Avantages des jetons de sécurité
S’il est vrai que les mots de passe et les identifiants d’utilisateur restent la forme d’authentification la plus utilisée, les jetons de sécurité constituent une option plus sûre pour protéger les réseaux et les systèmes numériques. Le problème avec les mots de passe et les identifiants d’utilisateur est qu’ils ne sont pas toujours sécurisés. Les acteurs de la menace continuent d’affiner les méthodes et les outils de craquage des mots de passe, rendant les mots de passe vulnérables. Les données de mot de passe peuvent également être consultées ou volées lors d’une violation de données. De plus, les mots de passe sont souvent faciles à deviner, généralement parce qu’ils sont basés sur des informations personnelles facilement détectables.

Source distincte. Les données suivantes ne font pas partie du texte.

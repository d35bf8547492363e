use std::time::Duration;

/// Canonical flag value that selects the development launch path. A strict
/// equality test, deliberately not a truthy coercion: "true", "TRUE", "1"
/// and friends all fall through to production.
pub const DEVELOPMENT_TOKEN: &str = "True";

/// The dependency to probe before anything else runs.
#[derive(Debug, Clone, PartialEq, Eq)]
pub struct Endpoint {
    pub host: String,
    pub port: u16,
}

impl Endpoint {
    pub fn address(&self) -> String {
        format!("{}:{}", self.host, self.port)
    }
}

impl std::fmt::Display for Endpoint {
    fn fmt(&self, f: &mut std::fmt::Formatter<'_>) -> std::fmt::Result {
        write!(f, "{}:{}", self.host, self.port)
    }
}

#[derive(Debug, Clone, Copy, PartialEq, Eq)]
pub enum RunMode {
    Development,
    Production,
}

impl RunMode {
    /// Derive the run mode from the raw mode flag. Only the exact canonical
    /// token selects development; absent, empty, or differently-cased values
    /// all select production.
    pub fn from_flag(flag: Option<&str>) -> Self {
        match flag {
            Some(DEVELOPMENT_TOKEN) => RunMode::Development,
            _ => RunMode::Production,
        }
    }
}

impl std::fmt::Display for RunMode {
    fn fmt(&self, f: &mut std::fmt::Formatter<'_>) -> std::fmt::Result {
        match self {
            RunMode::Development => write!(f, "development"),
            RunMode::Production => write!(f, "production"),
        }
    }
}

/// Fixed default credentials for the privileged account. Only used when the
/// account subsystem reports zero existing privileged accounts.
#[derive(Debug, Clone, PartialEq, Eq)]
pub struct AdminDefaults {
    pub username: String,
    pub email: String,
    pub password: String,
    pub first_name: String,
    pub last_name: String,
}

impl Default for AdminDefaults {
    fn default() -> Self {
        Self {
            username: "admin".into(),
            email: "admin@example.com".into(),
            password: "admin".into(),
            first_name: "Site".into(),
            last_name: "Admin".into(),
        }
    }
}

/// The single explicit configuration struct, built once at startup and passed
/// into every step. Steps never read the environment behind its back.
#[derive(Debug, Clone)]
pub struct BootstrapConfig {
    /// Database endpoint the readiness prober blocks on.
    pub database: Endpoint,
    /// Fixed delay between connection attempts.
    pub poll_interval: Duration,
    /// Optional upper bound on the total probe wait. `None` (the default)
    /// means retry forever.
    pub max_wait: Option<Duration>,
    /// Raw mode flag as configured; `RunMode::from_flag` interprets it.
    pub mode_flag: Option<String>,
    /// Interface and port the launched server binds to.
    pub bind: String,
    /// Worker count for the production process manager.
    pub workers: u16,
    /// Path of the management script the external subsystems live behind.
    pub manage_script: String,
    /// WSGI application path handed to the production process manager.
    pub wsgi_app: String,
    pub admin: AdminDefaults,
}

impl BootstrapConfig {
    pub fn run_mode(&self) -> RunMode {
        RunMode::from_flag(self.mode_flag.as_deref())
    }
}

impl Default for BootstrapConfig {
    fn default() -> Self {
        Self {
            database: Endpoint {
                host: "localhost".into(),
                port: 5432,
            },
            poll_interval: Duration::from_secs(1),
            max_wait: None,
            mode_flag: None,
            bind: "0.0.0.0:8000".into(),
            workers: 3,
            manage_script: "manage.py".into(),
            wsgi_app: "core.wsgi:application".into(),
            admin: AdminDefaults::default(),
        }
    }
}

#[cfg(test)]
mod tests {
    use super::*;

    #[test]
    fn only_canonical_token_selects_development() {
        assert_eq!(RunMode::from_flag(Some("True")), RunMode::Development);
        for other in ["true", "TRUE", "", "1", "yes", "False"] {
            assert_eq!(
                RunMode::from_flag(Some(other)),
                RunMode::Production,
                "flag {other:?} must select production"
            );
        }
        assert_eq!(RunMode::from_flag(None), RunMode::Production);
    }

    #[test]
    fn default_config_retries_forever() {
        let config = BootstrapConfig::default();
        assert!(config.max_wait.is_none());
        assert_eq!(config.poll_interval, Duration::from_secs(1));
        assert_eq!(config.run_mode(), RunMode::Production);
    }

    #[test]
    fn endpoint_address_formats_host_and_port() {
        let endpoint = Endpoint {
            host: "db".into(),
            port: 5432,
        };
        assert_eq!(endpoint.address(), "db:5432");
    }
}
pub mod config;
pub mod report;

pub use config::{AdminDefaults, BootstrapConfig, Endpoint, RunMode};
pub use report::{BootstrapReport, Phase, PhaseRecord, ProvisionOutcome};
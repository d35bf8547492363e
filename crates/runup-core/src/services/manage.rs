use std::sync::LazyLock;

use regex::Regex;
use tokio::process::Command;

use crate::error::{BootstrapError, Result};
use crate::models::{AdminDefaults, BootstrapConfig};
use crate::services::bootstrap::{AssetPublisher, SchemaSync};
use crate::services::provision::AccountDirectory;

static TRAILING_COUNT_RE: LazyLock<Regex> = LazyLock::new(|| Regex::new(r"(\d+)\s*$").unwrap());

const COUNT_PRIVILEGED_SNIPPET: &str = "from django.contrib.auth import get_user_model; \
     print(get_user_model().objects.filter(is_superuser=True).count())";

// The defaults travel as environment variables, never as snippet text:
// interpolating credentials into Python source would break on quotes.
const CREATE_PRIVILEGED_SNIPPET: &str = "import os; \
     from django.contrib.auth import get_user_model; \
     User = get_user_model(); \
     u = User.objects.create_superuser(\
         username=os.environ['SUPERUSER_USERNAME'], \
         email=os.environ['SUPERUSER_EMAIL'], \
         password=os.environ['SUPERUSER_PASSWORD']); \
     u.first_name = os.environ['SUPERUSER_FIRST_NAME']; \
     u.last_name = os.environ['SUPERUSER_LAST_NAME']; \
     u.save()";

/// Real adapter for every external subsystem that lives behind the
/// application's management script: schema discovery/application, asset
/// collection, and the privileged-account directory.
#[derive(Debug, Clone)]
pub struct DjangoManage {
    python: String,
    script: String,
}

impl DjangoManage {
    pub fn new(script: impl Into<String>) -> Self {
        Self {
            python: "python".into(),
            script: script.into(),
        }
    }

    pub fn from_config(config: &BootstrapConfig) -> Self {
        Self::new(config.manage_script.clone())
    }

    async fn run(
        &self,
        args: &[&str],
        envs: &[(&str, String)],
        wrap: fn(String) -> BootstrapError,
    ) -> Result<String> {
        let mut cmd = Command::new(&self.python);
        cmd.arg(&self.script).args(args);
        for (key, value) in envs {
            cmd.env(key, value);
        }
        let output = cmd
            .output()
            .await
            .map_err(|e| wrap(format!("failed to run {} {}: {e}", self.python, self.script)))?;

        if !output.status.success() {
            let stderr = String::from_utf8_lossy(&output.stderr);
            return Err(wrap(format!(
                "{} {} failed (exit {}): {stderr}",
                self.script,
                args.first().unwrap_or(&""),
                output.status.code().unwrap_or(-1)
            )));
        }
        Ok(String::from_utf8_lossy(&output.stdout).trim().to_string())
    }
}

impl SchemaSync for DjangoManage {
    async fn discover_changes(&self) -> Result<()> {
        self.run(&["makemigrations", "--noinput"], &[], BootstrapError::Migrate)
            .await?;
        Ok(())
    }

    async fn apply_changes(&self) -> Result<()> {
        self.run(&["migrate", "--noinput"], &[], BootstrapError::Migrate)
            .await?;
        Ok(())
    }
}

impl AssetPublisher for DjangoManage {
    async fn publish(&self, overwrite: bool, interactive: bool) -> Result<()> {
        let args = collectstatic_args(overwrite, interactive);
        self.run(&args, &[], BootstrapError::Collect).await?;
        Ok(())
    }
}

impl AccountDirectory for DjangoManage {
    async fn count_privileged(&self) -> Result<u64> {
        let output = self
            .run(
                &["shell", "-c", COUNT_PRIVILEGED_SNIPPET],
                &[],
                BootstrapError::Provision,
            )
            .await?;
        parse_count(&output)
    }

    async fn create_privileged(&self, defaults: &AdminDefaults) -> Result<()> {
        let envs = superuser_env(defaults);
        self.run(
            &["shell", "-c", CREATE_PRIVILEGED_SNIPPET],
            &envs,
            BootstrapError::Provision,
        )
        .await?;
        Ok(())
    }
}

fn collectstatic_args(overwrite: bool, interactive: bool) -> Vec<&'static str> {
    let mut args = vec!["collectstatic"];
    if !interactive {
        args.push("--noinput");
    }
    if overwrite {
        args.push("--clear");
    }
    args
}

/// The shell command echoes framework chatter before the count; take the
/// trailing integer on the output.
fn parse_count(output: &str) -> Result<u64> {
    TRAILING_COUNT_RE
        .captures(output)
        .and_then(|caps| caps[1].parse().ok())
        .ok_or_else(|| {
            BootstrapError::Provision(format!("unexpected account count output: {output:?}"))
        })
}

fn superuser_env(defaults: &AdminDefaults) -> Vec<(&'static str, String)> {
    vec![
        ("SUPERUSER_USERNAME", defaults.username.clone()),
        ("SUPERUSER_EMAIL", defaults.email.clone()),
        ("SUPERUSER_PASSWORD", defaults.password.clone()),
        ("SUPERUSER_FIRST_NAME", defaults.first_name.clone()),
        ("SUPERUSER_LAST_NAME", defaults.last_name.clone()),
    ]
}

Les jetons de sécurité, quant à eux, utilisent un identifiant physique ou numérique unique à l’utilisateur. La plupart des formulaires sont relativement faciles à utiliser et pratiques.
Vulnérabilités des jetons de sécurité
Bien que les jetons de sécurité offrent une variété d’avantages aux utilisateurs et aux organisations, ils peuvent également présenter des inconvénients. Le principal inconvénient des jetons de sécurité physique est qu’ils sont sujets à la perte et au vol. Par exemple, un jeton de sécurité peut être perdu lors d’un voyage ou volé par une partie non autorisée. Si un jeton de sécurité est perdu ou volé, il doit être désactivé et remplacé. En attendant, un utilisateur non autorisé en possession du jeton peut avoir accès à des informations et à des systèmes privilégiés.